We usually serve links in the morning, but after yesterday’s historic primary, we’d be remiss if we didn’t round up the best post-mortems we’ve seen. Today, all anyone can talk about is, “What happened to Adrian Fenty?” The five features below have answers. The first article, from the Washington Post, is excellent– if you can only read one, that’s my pick.

How Adrian Fenty lost his reelection bid for D.C. mayor “…the story of a mayor who misread an electorate he was sure he knew better than anyone, who ignored advisers’ early warnings that key constituencies were abandoning him, who shut out confidantes who told him what he did not want to hear and who began to listen only when the race was all but lost.” (The Washington Post)

Adrian Fenty loses D.C. mayoral primary: Why his re-election bid failed “The price that Fenty was paying for all of those recreation centers, for all of the ribbon-cuttings, for all of the education initiatives, was the most powerful block of voters in town.No one could argue that he’d neglected black neighborhoods, but in the end, that was almost the point: Black neighborhoods, in many instances, didn’t want to see the brand of change Fenty was providing. Asked about the sparkling Deanwood Recreation Center, a Ward 7 resident quoted in the Washington Examiner said, “Fenty is getting ready for white people moving into the community.”" (tbd.com)

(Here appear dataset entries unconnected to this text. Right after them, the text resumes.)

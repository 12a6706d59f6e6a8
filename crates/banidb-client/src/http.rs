//! BaniDB HTTP provider
//!
//! reqwest client with a fixed per-call timeout. Non-success statuses and
//! undecodable bodies surface as errors; the resolver decides how to degrade.

use std::time::Duration;

use async_trait::async_trait;
use gurbani_types::{CatalogEntry, Composition, CompositionKind, CompositionRef, VerseCandidate};
use reqwest::Client;
use serde_json::Value;
use tracing::debug;
use url::Url;

use crate::{wire, ProviderError, Result, ScriptureProvider, SearchRequest};

pub const DEFAULT_BASE_URL: &str = "https://api.banidb.com/v2";
pub const DEFAULT_USER_AGENT: &str = "GurbaniProjector/1.0";
pub const DEFAULT_TIMEOUT_SECS: u64 = 5;

/// Connection settings for [`HttpProvider`]
#[derive(Debug, Clone)]
pub struct HttpProviderConfig {
    pub base_url: String,
    pub user_agent: String,
    pub timeout: Duration,
}

impl Default for HttpProviderConfig {
    fn default() -> Self {
        Self {
            base_url: DEFAULT_BASE_URL.to_string(),
            user_agent: DEFAULT_USER_AGENT.to_string(),
            timeout: Duration::from_secs(DEFAULT_TIMEOUT_SECS),
        }
    }
}

pub struct HttpProvider {
    client: Client,
    base_url: Url,
}

impl HttpProvider {
    pub fn new(config: HttpProviderConfig) -> Result<Self> {
        let client = Client::builder()
            .timeout(config.timeout)
            .user_agent(config.user_agent)
            .build()?;

        // A trailing slash keeps `join`/path pushes relative to the version prefix
        let mut base_url = Url::parse(&config.base_url)?;
        if !base_url.path().ends_with('/') {
            let path = format!("{}/", base_url.path());
            base_url.set_path(&path);
        }

        Ok(Self { client, base_url })
    }

    pub fn base_url(&self) -> &Url {
        &self.base_url
    }

    /// Build `{base}/{segments...}` with each segment percent-encoded
    fn endpoint(&self, segments: &[&str]) -> Result<Url> {
        let mut url = self.base_url.clone();
        {
            let mut path = url
                .path_segments_mut()
                .map_err(|_| ProviderError::Malformed("base url cannot be a base".into()))?;
            path.pop_if_empty();
            for segment in segments {
                path.push(segment);
            }
        }
        Ok(url)
    }

    pub fn search_url(&self, request: &SearchRequest) -> Result<Url> {
        let mut url = self.endpoint(&["search", &request.text])?;
        url.query_pairs_mut()
            .append_pair("searchtype", &request.mode.code().to_string())
            .append_pair("source", &request.source)
            .append_pair("results", &request.limit.to_string());
        Ok(url)
    }

    pub fn composition_url(&self, reference: &CompositionRef) -> Result<Url> {
        let id = reference.id.to_string();
        match reference.kind {
            CompositionKind::Bani => self.endpoint(&["banis", &id]),
            CompositionKind::Shabad => self.endpoint(&["shabads", &id]),
        }
    }

    async fn get_json(&self, url: Url) -> Result<Value> {
        debug!(%url, "GET");
        let response = self
            .client
            .get(url)
            .header("Accept", "application/json")
            .send()
            .await?;

        let status = response.status();
        if !status.is_success() {
            let body = response.text().await.unwrap_or_default();
            return Err(ProviderError::Status {
                status: status.as_u16(),
                body: body.chars().take(200).collect(),
            });
        }

        let text = response.text().await?;
        serde_json::from_str(&text).map_err(|e| ProviderError::Malformed(e.to_string()))
    }
}

#[async_trait]
impl ScriptureProvider for HttpProvider {
    async fn search(&self, request: &SearchRequest) -> Result<Vec<VerseCandidate>> {
        let body = self.get_json(self.search_url(request)?).await?;
        wire::parse_search(&body).map_err(ProviderError::Malformed)
    }

    async fn fetch_composition(&self, reference: &CompositionRef) -> Result<Option<Composition>> {
        let body = self.get_json(self.composition_url(reference)?).await?;
        Ok(wire::parse_composition(&body, *reference))
    }

    async fn fetch_catalog(&self) -> Result<Vec<CatalogEntry>> {
        let body = self.get_json(self.endpoint(&["banis"])?).await?;
        wire::parse_catalog(&body).map_err(ProviderError::Malformed)
    }
}

#[cfg(test)]
mod tests {
    use super::*;
    use gurbani_types::SearchMode;

    fn provider() -> HttpProvider {
        HttpProvider::new(HttpProviderConfig::default()).unwrap()
    }

    #[test]
    fn test_search_url_encodes_query() {
        let url = provider()
            .search_url(&SearchRequest::new("thir ghar baiso", SearchMode::FullWord))
            .unwrap();
        assert_eq!(
            url.as_str(),
            "https://api.banidb.com/v2/search/thir%20ghar%20baiso?searchtype=4&source=all&results=50"
        );
    }

    #[test]
    fn test_composition_urls() {
        let p = provider();
        assert_eq!(
            p.composition_url(&CompositionRef::bani(2)).unwrap().as_str(),
            "https://api.banidb.com/v2/banis/2"
        );
        assert_eq!(
            p.composition_url(&CompositionRef::shabad(31020))
                .unwrap()
                .as_str(),
            "https://api.banidb.com/v2/shabads/31020"
        );
    }

    #[test]
    fn test_base_url_with_trailing_slash() {
        let p = HttpProvider::new(HttpProviderConfig {
            base_url: "http://localhost:8080/v2/".into(),
            ..Default::default()
        })
        .unwrap();
        assert_eq!(
            p.endpoint(&["banis"]).unwrap().as_str(),
            "http://localhost:8080/v2/banis"
        );
    }

    #[test]
    fn test_invalid_base_url_rejected() {
        let result = HttpProvider::new(HttpProviderConfig {
            base_url: "not a url".into(),
            ..Default::default()
        });
        assert!(matches!(result, Err(ProviderError::Url(_))));
    }
}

Post-Election Analysis: It’s Not The End of The District “Finally, reform just doesn’t turn back on itself, as Fenty tried to say it would. Over the last 12 years, each mayor has left a foundation upon which his successor has built. We can all marvel at what Fenty has done in four years, but not much of it would have been possible without Mayor Anthony Williams. Gray will enter office in uncertain economic times — but also with many of the toughest decisions already made for him. Reforms gain momentum and evolve — and even if he wanted to, Gray wouldn’t simply be able to stop the city and throw it into reverse. ” (DCist) Continue reading

Hacks Against Fenty!

Mr. T in DC

A district taxicab.

The Washington Post has an interesting article about one group of Gray supporters and how they pitched in yesterday: cabdrivers.

The city’s roughly 6,000 taxi cabdrivers, a group made up largely of African-born immigrants, have long been upset with Mayor Adrian M. Fenty (D) over his 2007 change from the city’s zone fare system to meters. On Tuesday, they waged what one union leader called “the fight for our very lives.”

I take cabs frequently and I can vouch for this; by this summer, drivers were inquiring about for whom I’d vote and asking if I’d like more information about their take on the race. When I discovered that many of them didn’t live in the district and thus, couldn’t vote themselves, they’d only get more vocal about their inability to do so– and my need to be educated before I cast my ballot.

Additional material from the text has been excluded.